//! Paycode Reconciliation Engine
//!
//! A merchant advertises one static payment code per payment network. A static code carries no order reference, so
//! when a monitor agent (a device that watches the merchant's incoming payment notifications) reports a payment, the
//! engine has to work out which pending order the payment belongs to from nothing more than the amount, the payment
//! network and the time it arrived.
//!
//! The library is divided into these sections:
//! 1. Database management and control. SQLite is the supported backend. The backend contracts are defined in
//!    [`mod@traits`], and the data types that cross them live in [`mod@db_types`].
//! 2. The public API ([`mod@pe_api`]):
//!    * [`MonitorApi`] verifies signed heartbeat and push messages from monitor agents, resolves the merchant they
//!      belong to, and tracks whether each monitor is alive.
//!    * [`OrderFlowApi`] matches reported payments to pending orders and reclaims orders that were never paid.
//! 3. Events ([`mod@events`]) that are emitted when orders are paid or expire, or when a payment cannot be matched.
//!    Downstream concerns (merchant notification, operator alerts) subscribe to these rather than living in the
//!    engine.
pub mod db_types;
pub mod events;
pub mod helpers;
pub mod pe_api;
pub mod traits;

#[cfg(feature = "sqlite")]
mod sqlite;

#[cfg(any(feature = "test_utils", test))]
pub mod test_utils;

pub use pe_api::{
    errors::MonitorApiError,
    monitor_api::MonitorApi,
    monitor_objects,
    order_flow_api::OrderFlowApi,
    order_objects,
};
#[cfg(feature = "sqlite")]
pub use sqlite::{
    db::{db_url, DEFAULT_DATABASE_URL},
    SqliteDatabase,
};
use std::{fmt::Display, str::FromStr};

use chrono::{DateTime, Utc};
use log::warn;
use paycode_common::Amount;
use serde::{Deserialize, Serialize};
use sqlx::Type;
use thiserror::Error;

/// A monitor that has not sent a verified heartbeat for this many seconds is considered offline.
pub const HEARTBEAT_TIMEOUT_SECS: i64 = 180;

/// The longest order timeout accepted from configuration or account settings (one year).
pub const MAX_ORDER_TIMEOUT_MINUTES: i64 = 525_600;

/// Order timeouts must be positive and no longer than [`MAX_ORDER_TIMEOUT_MINUTES`].
pub fn is_valid_order_timeout(minutes: i64) -> bool {
    (1..=MAX_ORDER_TIMEOUT_MINUTES).contains(&minutes)
}

/// Keys of the per-account settings store. The values are shared with merchant tooling, so the names are fixed.
pub mod setting_keys {
    /// The shared secret used to sign monitor messages.
    pub const SECRET_KEY: &str = "key";
    /// Unix seconds of the last verified heartbeat.
    pub const LAST_HEARTBEAT: &str = "lastheart";
    /// Unix seconds of the last verified payment push.
    pub const LAST_PAYMENT: &str = "lastpay";
    /// "1" while the monitor is online, "0" otherwise.
    pub const ONLINE_FLAG: &str = "jkstate";
    /// Order timeout override in minutes.
    pub const ORDER_TIMEOUT: &str = "close";
}

#[derive(Debug, Clone, Error, PartialEq, Eq)]
#[error("Invalid {kind}: {value}")]
pub struct ConversionError {
    kind: &'static str,
    value: String,
}

impl ConversionError {
    fn new<S: Display>(kind: &'static str, value: S) -> Self {
        Self { kind, value: value.to_string() }
    }
}

//--------------------------------------   OrderStatusType     ---------------------------------------------------------
/// The lifecycle state of an order. The integer codes are stored in the database and are part of the wire contract
/// with merchant tooling, so they must not change.
#[derive(Debug, Clone, Copy, PartialEq, Eq, Hash, Type, Serialize, Deserialize)]
#[repr(i32)]
pub enum OrderStatusType {
    /// The order was not paid in time and has been closed. Its amount lock has been released.
    Closed = -1,
    /// The order is waiting for a payment to be reported.
    Pending = 0,
    /// A reported payment was matched to the order.
    Paid = 1,
    /// The order was paid, but the merchant could not be notified. Set by downstream notifiers, never by this engine.
    NotifyFailed = 2,
}

/// Things that can happen to an order.
#[derive(Debug, Clone, Copy, PartialEq, Eq)]
pub enum OrderEvent {
    PaymentMatched,
    Expired,
    NotificationFailed,
}

impl OrderEvent {
    /// The only status from which this event may be applied.
    pub fn source_status(&self) -> OrderStatusType {
        match self {
            OrderEvent::PaymentMatched | OrderEvent::Expired => OrderStatusType::Pending,
            OrderEvent::NotificationFailed => OrderStatusType::Paid,
        }
    }

    /// The timestamp column that gets stamped when the event is applied, if any.
    pub fn timestamp_column(&self) -> Option<&'static str> {
        match self {
            OrderEvent::PaymentMatched => Some("paid_at"),
            OrderEvent::Expired => Some("closed_at"),
            OrderEvent::NotificationFailed => None,
        }
    }
}

impl OrderStatusType {
    pub fn code(&self) -> i32 {
        *self as i32
    }

    /// Returns the status an order moves to when `event` happens in this status, or `None` if the transition is not
    /// allowed.
    pub fn apply(self, event: OrderEvent) -> Option<OrderStatusType> {
        use OrderEvent::*;
        use OrderStatusType::*;
        match (self, event) {
            (Pending, PaymentMatched) => Some(Paid),
            (Pending, Expired) => Some(Closed),
            (Paid, NotificationFailed) => Some(NotifyFailed),
            (Pending, NotificationFailed) => None,
            (Paid | Closed | NotifyFailed, PaymentMatched | Expired) => None,
            (Closed | NotifyFailed, NotificationFailed) => None,
        }
    }
}

impl Display for OrderStatusType {
    fn fmt(&self, f: &mut std::fmt::Formatter<'_>) -> std::fmt::Result {
        match self {
            OrderStatusType::Closed => write!(f, "Closed"),
            OrderStatusType::Pending => write!(f, "Pending"),
            OrderStatusType::Paid => write!(f, "Paid"),
            OrderStatusType::NotifyFailed => write!(f, "NotifyFailed"),
        }
    }
}

impl TryFrom<i32> for OrderStatusType {
    type Error = ConversionError;

    fn try_from(value: i32) -> Result<Self, Self::Error> {
        match value {
            -1 => Ok(Self::Closed),
            0 => Ok(Self::Pending),
            1 => Ok(Self::Paid),
            2 => Ok(Self::NotifyFailed),
            v => Err(ConversionError::new("order status", v)),
        }
    }
}

//--------------------------------------     PaymentKind       ---------------------------------------------------------
/// The payment network a static code (and therefore a payment) belongs to.
#[derive(Debug, Clone, Copy, PartialEq, Eq, Hash, Type, Serialize, Deserialize)]
#[repr(i32)]
pub enum PaymentKind {
    Wechat = 1,
    Alipay = 2,
}

impl PaymentKind {
    pub fn code(&self) -> i32 {
        *self as i32
    }
}

impl Display for PaymentKind {
    fn fmt(&self, f: &mut std::fmt::Formatter<'_>) -> std::fmt::Result {
        match self {
            PaymentKind::Wechat => write!(f, "Wechat"),
            PaymentKind::Alipay => write!(f, "Alipay"),
        }
    }
}

impl TryFrom<i32> for PaymentKind {
    type Error = ConversionError;

    fn try_from(value: i32) -> Result<Self, Self::Error> {
        match value {
            1 => Ok(Self::Wechat),
            2 => Ok(Self::Alipay),
            v => Err(ConversionError::new("payment kind", v)),
        }
    }
}

/// Parses the numeric kind code that monitor agents send in the `type` field.
impl FromStr for PaymentKind {
    type Err = ConversionError;

    fn from_str(s: &str) -> Result<Self, Self::Err> {
        let code = s.trim().parse::<i32>().map_err(|_| ConversionError::new("payment kind", s))?;
        Self::try_from(code)
    }
}

//--------------------------------------        Order          ---------------------------------------------------------
#[derive(Debug, Clone, PartialEq, Eq, Serialize, Deserialize)]
pub struct Order {
    pub id: i64,
    /// The merchant-visible order code. Amount locks are keyed on this.
    pub order_code: String,
    pub account_id: i64,
    pub kind: PaymentKind,
    pub requested_amount: Amount,
    /// What the customer is expected to pay. The allocator may have nudged this away from `requested_amount` so that
    /// no two pending orders share an amount.
    pub actual_amount: Amount,
    pub status: OrderStatusType,
    pub created_at: DateTime<Utc>,
    pub paid_at: Option<DateTime<Utc>>,
    pub closed_at: Option<DateTime<Utc>>,
}

/// Which of the two order amounts a payment is compared against.
#[derive(Debug, Clone, Copy, PartialEq, Eq)]
pub enum AmountField {
    Actual,
    Requested,
}

impl AmountField {
    pub fn column(&self) -> &'static str {
        match self {
            AmountField::Actual => "actual_amount",
            AmountField::Requested => "requested_amount",
        }
    }
}

//--------------------------------------       NewOrder        ---------------------------------------------------------
/// A freshly allocated order. The creation time is stamped here, when the order is built, rather than by the storage
/// layer.
#[derive(Debug, Clone, PartialEq, Eq)]
pub struct NewOrder {
    pub order_code: String,
    pub account_id: i64,
    pub kind: PaymentKind,
    pub requested_amount: Amount,
    pub actual_amount: Amount,
    pub created_at: DateTime<Utc>,
}

impl NewOrder {
    pub fn new<S: Into<String>>(
        order_code: S,
        account_id: i64,
        kind: PaymentKind,
        requested_amount: Amount,
        actual_amount: Amount,
    ) -> Self {
        Self {
            order_code: order_code.into(),
            account_id,
            kind,
            requested_amount,
            actual_amount,
            created_at: Utc::now(),
        }
    }

    pub fn with_created_at(mut self, created_at: DateTime<Utc>) -> Self {
        self.created_at = created_at;
        self
    }
}

//--------------------------------------     OnlineState       ---------------------------------------------------------
#[derive(Debug, Clone, Copy, PartialEq, Eq, Serialize, Deserialize)]
pub enum OnlineState {
    /// No usable heartbeat has ever been recorded.
    Unknown,
    Online,
    Offline,
}

impl OnlineState {
    /// The value stored in the `jkstate` account setting. Unknown and Offline share a representation.
    pub fn as_flag(&self) -> &'static str {
        match self {
            OnlineState::Online => "1",
            OnlineState::Offline | OnlineState::Unknown => "0",
        }
    }
}

impl Display for OnlineState {
    fn fmt(&self, f: &mut std::fmt::Formatter<'_>) -> std::fmt::Result {
        match self {
            OnlineState::Unknown => write!(f, "Unknown"),
            OnlineState::Online => write!(f, "Online"),
            OnlineState::Offline => write!(f, "Offline"),
        }
    }
}

//--------------------------------------    MonitorRecord      ---------------------------------------------------------
/// The raw liveness settings for an account, exactly as persisted. Timestamps are unix seconds stored as strings and
/// may be missing or garbage.
#[derive(Debug, Clone, Default, PartialEq, Eq)]
pub struct MonitorRecord {
    pub account_id: i64,
    pub last_heartbeat: Option<String>,
    pub last_payment: Option<String>,
    pub state_flag: Option<String>,
}

impl MonitorRecord {
    pub fn last_heartbeat_at(&self) -> Option<DateTime<Utc>> {
        parse_unix_timestamp(self.last_heartbeat.as_deref())
    }

    pub fn last_payment_at(&self) -> Option<DateTime<Utc>> {
        parse_unix_timestamp(self.last_payment.as_deref())
    }

    pub fn is_flagged_online(&self) -> bool {
        self.state_flag.as_deref() == Some(OnlineState::Online.as_flag())
    }

    /// True when the heartbeat is missing, unparsable, or at least `timeout_secs` old as of `now`.
    pub fn is_stale(&self, now: DateTime<Utc>, timeout_secs: i64) -> bool {
        match self.last_heartbeat_at() {
            Some(t) => (now - t).num_seconds() >= timeout_secs,
            None => true,
        }
    }

    /// Derives the liveness state as of `now`. A stored online flag is only trusted while the heartbeat is fresh.
    pub fn status_at(&self, now: DateTime<Utc>, timeout_secs: i64) -> MonitorStatus {
        let last_heartbeat_at = self.last_heartbeat_at();
        let online_state = match last_heartbeat_at {
            None => OnlineState::Unknown,
            Some(_) if self.is_flagged_online() && !self.is_stale(now, timeout_secs) => OnlineState::Online,
            Some(_) => OnlineState::Offline,
        };
        MonitorStatus {
            account_id: self.account_id,
            online_state,
            last_heartbeat_at,
            last_payment_at: self.last_payment_at(),
        }
    }
}

fn parse_unix_timestamp(value: Option<&str>) -> Option<DateTime<Utc>> {
    let value = value?.trim();
    if value.is_empty() {
        return None;
    }
    match value.parse::<i64>() {
        Ok(secs) if secs > 0 => DateTime::from_timestamp(secs, 0),
        _ => {
            warn!("Ignoring unparsable timestamp setting: {value}");
            None
        },
    }
}

//--------------------------------------    MonitorStatus      ---------------------------------------------------------
#[derive(Debug, Clone, PartialEq, Eq, Serialize, Deserialize)]
pub struct MonitorStatus {
    pub account_id: i64,
    pub online_state: OnlineState,
    pub last_heartbeat_at: Option<DateTime<Utc>>,
    pub last_payment_at: Option<DateTime<Utc>>,
}

//--------------------------------------   UnmatchedPayment    ---------------------------------------------------------
/// A verified payment report for which no pending order could be found. Kept for operator review.
#[derive(Debug, Clone, PartialEq, Eq, Serialize, Deserialize)]
pub struct NewUnmatchedPayment {
    pub account_id: i64,
    pub kind: PaymentKind,
    pub amount: Amount,
    /// The timestamp string the monitor agent sent, verbatim.
    pub reported_at: String,
    pub received_at: DateTime<Utc>,
}

#[derive(Debug, Clone, PartialEq, Eq, Serialize, Deserialize)]
pub struct UnmatchedPayment {
    pub id: i64,
    pub account_id: i64,
    pub kind: PaymentKind,
    pub amount: Amount,
    pub reported_at: String,
    pub received_at: DateTime<Utc>,
}
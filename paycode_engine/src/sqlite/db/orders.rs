use chrono::{DateTime, Utc};
use log::{debug, trace};
use paycode_common::Amount;
use sqlx::{sqlite::SqliteRow, FromRow, QueryBuilder, Row, SqliteConnection};

use super::{from_unix, to_unix};
use crate::{
    db_types::{AmountField, NewOrder, Order, OrderEvent, OrderStatusType, PaymentKind},
    traits::PaymentGatewayError,
};

impl FromRow<'_, SqliteRow> for Order {
    fn from_row(row: &SqliteRow) -> Result<Self, sqlx::Error> {
        let kind = PaymentKind::try_from(row.try_get::<i32, _>("kind")?).map_err(|e| sqlx::Error::Decode(e.into()))?;
        let status =
            OrderStatusType::try_from(row.try_get::<i32, _>("status")?).map_err(|e| sqlx::Error::Decode(e.into()))?;
        let created_at = from_unix(row.try_get("created_at")?)
            .ok_or_else(|| sqlx::Error::Decode("Order has no valid created_at timestamp".into()))?;
        Ok(Self {
            id: row.try_get("id")?,
            order_code: row.try_get("order_code")?,
            account_id: row.try_get("account_id")?,
            kind,
            requested_amount: Amount::from_cents(row.try_get("requested_amount")?),
            actual_amount: Amount::from_cents(row.try_get("actual_amount")?),
            status,
            created_at,
            paid_at: from_unix(row.try_get("paid_at")?),
            closed_at: from_unix(row.try_get("closed_at")?),
        })
    }
}

/// Inserts a new pending order. This is not atomic. You can embed this call inside a transaction if you need to ensure
/// atomicity, and pass `&mut *tx` as the connection argument.
///
/// The insert runs to completion before the row is read back, so the write is finished (and, outside a transaction,
/// committed) by the time this returns.
pub async fn insert_order(order: NewOrder, conn: &mut SqliteConnection) -> Result<Order, PaymentGatewayError> {
    let code = order.order_code.clone();
    let result = sqlx::query(
        r#"
            INSERT INTO orders (
                order_code,
                account_id,
                kind,
                requested_amount,
                actual_amount,
                status,
                created_at
            ) VALUES ($1, $2, $3, $4, $5, $6, $7)
        "#,
    )
    .bind(order.order_code)
    .bind(order.account_id)
    .bind(order.kind.code())
    .bind(order.requested_amount.cents())
    .bind(order.actual_amount.cents())
    .bind(OrderStatusType::Pending.code())
    .bind(to_unix(order.created_at))
    .execute(&mut *conn)
    .await;
    let id = match result {
        Ok(r) => r.last_insert_rowid(),
        Err(sqlx::Error::Database(e)) if e.is_unique_violation() => {
            return Err(PaymentGatewayError::OrderAlreadyExists(code))
        },
        Err(e) => return Err(e.into()),
    };
    let order = fetch_order_by_id(id, conn).await?.ok_or(PaymentGatewayError::OrderIdNotFound(id))?;
    debug!("🗃️ Order [{}] inserted with id {}", order.order_code, order.id);
    Ok(order)
}

pub async fn fetch_order_by_code(order_code: &str, conn: &mut SqliteConnection) -> Result<Option<Order>, sqlx::Error> {
    let order =
        sqlx::query_as("SELECT * FROM orders WHERE order_code = $1").bind(order_code).fetch_optional(conn).await?;
    Ok(order)
}

pub async fn fetch_order_by_id(id: i64, conn: &mut SqliteConnection) -> Result<Option<Order>, sqlx::Error> {
    let order = sqlx::query_as("SELECT * FROM orders WHERE id = $1").bind(id).fetch_optional(conn).await?;
    Ok(order)
}

/// The newest pending order for the account and kind whose `field` column equals `amount`.
pub async fn fetch_latest_pending_order(
    account_id: i64,
    kind: PaymentKind,
    amount: Amount,
    field: AmountField,
    conn: &mut SqliteConnection,
) -> Result<Option<Order>, sqlx::Error> {
    let q = format!(
        "SELECT * FROM orders WHERE account_id = $1 AND kind = $2 AND status = $3 AND {} = $4 ORDER BY created_at \
         DESC, id DESC LIMIT 1",
        field.column()
    );
    let order = sqlx::query_as(&q)
        .bind(account_id)
        .bind(kind.code())
        .bind(OrderStatusType::Pending.code())
        .bind(amount.cents())
        .fetch_optional(conn)
        .await?;
    Ok(order)
}

/// Applies `event` to the order with a guarded update. Returns `false` if the order was not in the event's source
/// status (including when it does not exist).
pub async fn transition_order(
    id: i64,
    event: OrderEvent,
    now: DateTime<Utc>,
    conn: &mut SqliteConnection,
) -> Result<bool, sqlx::Error> {
    let source = event.source_status();
    let Some(target) = source.apply(event) else {
        return Ok(false);
    };
    let result = match event.timestamp_column() {
        Some(column) => {
            let q = format!("UPDATE orders SET status = $1, {column} = $2 WHERE id = $3 AND status = $4");
            sqlx::query(&q)
                .bind(target.code())
                .bind(to_unix(now))
                .bind(id)
                .bind(source.code())
                .execute(conn)
                .await?
        },
        None => {
            sqlx::query("UPDATE orders SET status = $1 WHERE id = $2 AND status = $3")
                .bind(target.code())
                .bind(id)
                .bind(source.code())
                .execute(conn)
                .await?
        },
    };
    let updated = result.rows_affected() == 1;
    trace!("🗃️ Order #{id} {source} -> {target}: updated = {updated}");
    Ok(updated)
}

/// Pending orders created strictly before `cutoff`, oldest first.
pub async fn fetch_expired_orders(
    account_id: Option<i64>,
    cutoff: DateTime<Utc>,
    limit: i64,
    conn: &mut SqliteConnection,
) -> Result<Vec<Order>, sqlx::Error> {
    let mut builder = QueryBuilder::new("SELECT * FROM orders WHERE status = ");
    builder.push_bind(OrderStatusType::Pending.code());
    builder.push(" AND created_at < ");
    builder.push_bind(to_unix(cutoff));
    if let Some(account_id) = account_id {
        builder.push(" AND account_id = ");
        builder.push_bind(account_id);
    }
    builder.push(" ORDER BY created_at ASC, id ASC LIMIT ");
    builder.push_bind(limit.max(0));
    trace!("🗃️ Executing query: {}", builder.sql());
    let orders = builder.build_query_as::<Order>().fetch_all(conn).await?;
    Ok(orders)
}

pub async fn accounts_with_pending_orders(conn: &mut SqliteConnection) -> Result<Vec<i64>, sqlx::Error> {
    let accounts = sqlx::query_scalar("SELECT DISTINCT account_id FROM orders WHERE status = $1 ORDER BY account_id")
        .bind(OrderStatusType::Pending.code())
        .fetch_all(conn)
        .await?;
    Ok(accounts)
}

▶ [Activity]
Each line above that contains "missing" must be copied out.

▶ [Expected answer]
/// may be missing or garbage.
    /// True when the heartbeat is missing, unparsable, or at least `timeout_secs` old as of `now`.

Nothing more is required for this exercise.